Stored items
--- START ---

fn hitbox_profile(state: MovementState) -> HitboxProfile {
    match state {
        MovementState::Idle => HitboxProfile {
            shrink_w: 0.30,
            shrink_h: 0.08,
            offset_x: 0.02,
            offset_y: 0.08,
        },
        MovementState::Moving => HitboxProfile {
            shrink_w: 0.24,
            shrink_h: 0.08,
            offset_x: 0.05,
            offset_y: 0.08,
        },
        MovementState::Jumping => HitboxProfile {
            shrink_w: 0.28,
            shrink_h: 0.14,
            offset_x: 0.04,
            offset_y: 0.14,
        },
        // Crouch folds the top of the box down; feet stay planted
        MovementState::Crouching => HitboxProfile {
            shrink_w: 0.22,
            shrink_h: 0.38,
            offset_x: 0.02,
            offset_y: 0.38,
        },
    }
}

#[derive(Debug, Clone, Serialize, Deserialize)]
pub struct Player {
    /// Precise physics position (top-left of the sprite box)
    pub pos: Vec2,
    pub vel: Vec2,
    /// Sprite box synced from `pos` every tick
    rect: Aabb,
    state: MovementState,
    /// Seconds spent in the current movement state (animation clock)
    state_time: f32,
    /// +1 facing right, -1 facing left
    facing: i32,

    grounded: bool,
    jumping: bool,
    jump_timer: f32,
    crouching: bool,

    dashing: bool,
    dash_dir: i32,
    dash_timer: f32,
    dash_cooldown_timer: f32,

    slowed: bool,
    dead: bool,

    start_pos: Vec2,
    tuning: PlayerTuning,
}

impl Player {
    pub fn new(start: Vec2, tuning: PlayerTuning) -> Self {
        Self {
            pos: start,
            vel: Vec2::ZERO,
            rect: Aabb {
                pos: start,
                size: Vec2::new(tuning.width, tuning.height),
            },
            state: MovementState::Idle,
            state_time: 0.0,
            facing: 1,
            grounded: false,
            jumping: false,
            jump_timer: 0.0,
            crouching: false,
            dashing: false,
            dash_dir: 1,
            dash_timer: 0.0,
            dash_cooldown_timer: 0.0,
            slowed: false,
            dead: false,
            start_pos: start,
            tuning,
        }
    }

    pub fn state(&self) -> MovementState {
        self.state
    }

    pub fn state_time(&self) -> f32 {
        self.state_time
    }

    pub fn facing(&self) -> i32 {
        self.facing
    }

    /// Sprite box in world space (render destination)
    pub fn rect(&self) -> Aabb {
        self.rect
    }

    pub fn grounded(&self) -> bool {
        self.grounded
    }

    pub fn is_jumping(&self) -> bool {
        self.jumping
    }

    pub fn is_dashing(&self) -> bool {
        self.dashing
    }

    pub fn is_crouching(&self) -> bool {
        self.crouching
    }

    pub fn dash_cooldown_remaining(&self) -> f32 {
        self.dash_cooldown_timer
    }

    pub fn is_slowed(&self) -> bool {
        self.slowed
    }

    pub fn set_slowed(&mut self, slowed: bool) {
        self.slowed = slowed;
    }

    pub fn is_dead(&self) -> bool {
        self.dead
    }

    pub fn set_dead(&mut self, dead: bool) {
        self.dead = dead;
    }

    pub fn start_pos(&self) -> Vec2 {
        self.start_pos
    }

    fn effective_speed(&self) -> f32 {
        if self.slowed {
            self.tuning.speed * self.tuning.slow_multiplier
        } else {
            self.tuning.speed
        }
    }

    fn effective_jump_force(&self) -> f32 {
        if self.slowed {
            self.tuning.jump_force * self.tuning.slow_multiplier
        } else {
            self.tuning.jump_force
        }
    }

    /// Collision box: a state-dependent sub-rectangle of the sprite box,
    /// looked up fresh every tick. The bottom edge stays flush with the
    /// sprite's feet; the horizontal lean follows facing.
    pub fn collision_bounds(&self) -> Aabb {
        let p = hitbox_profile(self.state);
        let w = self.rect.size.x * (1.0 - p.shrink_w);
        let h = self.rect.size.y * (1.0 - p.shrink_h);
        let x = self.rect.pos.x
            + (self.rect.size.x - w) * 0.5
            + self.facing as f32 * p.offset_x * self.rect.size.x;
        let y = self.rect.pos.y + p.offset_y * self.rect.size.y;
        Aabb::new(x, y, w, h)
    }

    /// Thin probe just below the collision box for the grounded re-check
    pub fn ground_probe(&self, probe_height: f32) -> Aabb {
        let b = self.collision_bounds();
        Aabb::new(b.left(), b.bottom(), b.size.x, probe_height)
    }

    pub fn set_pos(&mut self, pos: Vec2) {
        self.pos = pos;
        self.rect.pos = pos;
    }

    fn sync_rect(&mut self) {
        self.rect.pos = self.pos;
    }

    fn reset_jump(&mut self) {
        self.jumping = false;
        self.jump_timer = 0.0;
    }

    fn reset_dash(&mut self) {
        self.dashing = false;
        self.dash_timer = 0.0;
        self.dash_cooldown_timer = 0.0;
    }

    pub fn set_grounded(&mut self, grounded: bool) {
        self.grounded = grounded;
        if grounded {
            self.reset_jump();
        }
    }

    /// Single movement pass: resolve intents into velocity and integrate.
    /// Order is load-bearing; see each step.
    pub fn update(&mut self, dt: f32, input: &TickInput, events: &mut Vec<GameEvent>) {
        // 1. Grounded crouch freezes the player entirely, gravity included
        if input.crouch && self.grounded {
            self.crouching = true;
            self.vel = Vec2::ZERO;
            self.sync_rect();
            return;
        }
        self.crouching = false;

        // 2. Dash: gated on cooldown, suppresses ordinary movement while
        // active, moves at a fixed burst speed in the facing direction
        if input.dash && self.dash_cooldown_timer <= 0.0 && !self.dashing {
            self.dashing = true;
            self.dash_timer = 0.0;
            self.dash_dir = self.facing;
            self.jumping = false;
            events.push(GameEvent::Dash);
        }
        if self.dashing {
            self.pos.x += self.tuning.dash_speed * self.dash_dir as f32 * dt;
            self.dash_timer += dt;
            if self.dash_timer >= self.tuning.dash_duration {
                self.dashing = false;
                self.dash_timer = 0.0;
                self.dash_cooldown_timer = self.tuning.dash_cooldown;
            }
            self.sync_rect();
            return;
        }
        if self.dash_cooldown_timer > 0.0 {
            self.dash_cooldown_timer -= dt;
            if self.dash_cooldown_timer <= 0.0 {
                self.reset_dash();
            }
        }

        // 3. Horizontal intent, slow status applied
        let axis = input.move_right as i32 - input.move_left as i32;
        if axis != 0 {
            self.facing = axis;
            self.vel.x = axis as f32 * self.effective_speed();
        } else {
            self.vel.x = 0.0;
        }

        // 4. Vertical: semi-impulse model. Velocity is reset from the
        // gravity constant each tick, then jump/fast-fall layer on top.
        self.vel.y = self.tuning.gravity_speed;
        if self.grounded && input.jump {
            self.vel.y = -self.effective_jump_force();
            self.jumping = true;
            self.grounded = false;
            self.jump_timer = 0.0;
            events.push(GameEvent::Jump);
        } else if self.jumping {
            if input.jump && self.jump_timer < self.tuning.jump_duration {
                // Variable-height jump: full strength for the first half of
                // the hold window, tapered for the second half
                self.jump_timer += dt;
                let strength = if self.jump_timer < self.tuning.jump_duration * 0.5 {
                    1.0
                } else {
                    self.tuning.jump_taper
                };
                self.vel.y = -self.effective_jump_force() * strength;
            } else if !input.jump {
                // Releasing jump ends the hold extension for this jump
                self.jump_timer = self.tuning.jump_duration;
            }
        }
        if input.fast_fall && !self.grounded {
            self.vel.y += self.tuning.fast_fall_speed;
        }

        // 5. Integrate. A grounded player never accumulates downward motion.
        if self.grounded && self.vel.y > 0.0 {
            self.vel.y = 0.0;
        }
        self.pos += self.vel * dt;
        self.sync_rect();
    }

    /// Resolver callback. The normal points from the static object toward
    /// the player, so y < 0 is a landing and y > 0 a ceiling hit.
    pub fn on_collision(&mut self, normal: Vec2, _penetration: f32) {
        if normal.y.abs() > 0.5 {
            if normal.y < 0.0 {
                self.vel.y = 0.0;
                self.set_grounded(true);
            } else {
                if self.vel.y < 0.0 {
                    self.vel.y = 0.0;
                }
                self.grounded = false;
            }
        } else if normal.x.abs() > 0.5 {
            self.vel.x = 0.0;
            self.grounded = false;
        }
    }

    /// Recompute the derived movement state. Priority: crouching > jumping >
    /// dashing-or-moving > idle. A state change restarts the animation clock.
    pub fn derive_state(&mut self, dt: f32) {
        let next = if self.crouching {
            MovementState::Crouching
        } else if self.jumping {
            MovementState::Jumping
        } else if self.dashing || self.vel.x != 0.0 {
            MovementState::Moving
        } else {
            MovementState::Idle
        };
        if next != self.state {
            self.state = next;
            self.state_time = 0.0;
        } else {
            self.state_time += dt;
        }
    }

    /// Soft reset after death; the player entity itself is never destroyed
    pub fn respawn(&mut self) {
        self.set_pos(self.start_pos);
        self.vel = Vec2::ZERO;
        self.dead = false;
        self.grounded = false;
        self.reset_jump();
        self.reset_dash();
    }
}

--- END ---

Of the lines above, extract only those from the line with "self.pos += self.vel * dt;" to the line with "if self.vel.y <", both included, exactly as written.

        self.pos += self.vel * dt;
        self.sync_rect();
    }

    /// Resolver callback. The normal points from the static object toward
    /// the player, so y < 0 is a landing and y > 0 a ceiling hit.
    pub fn on_collision(&mut self, normal: Vec2, _penetration: f32) {
        if normal.y.abs() > 0.5 {
            if normal.y < 0.0 {
                self.vel.y = 0.0;
                self.set_grounded(true);
            } else {
                if self.vel.y < 0.0 {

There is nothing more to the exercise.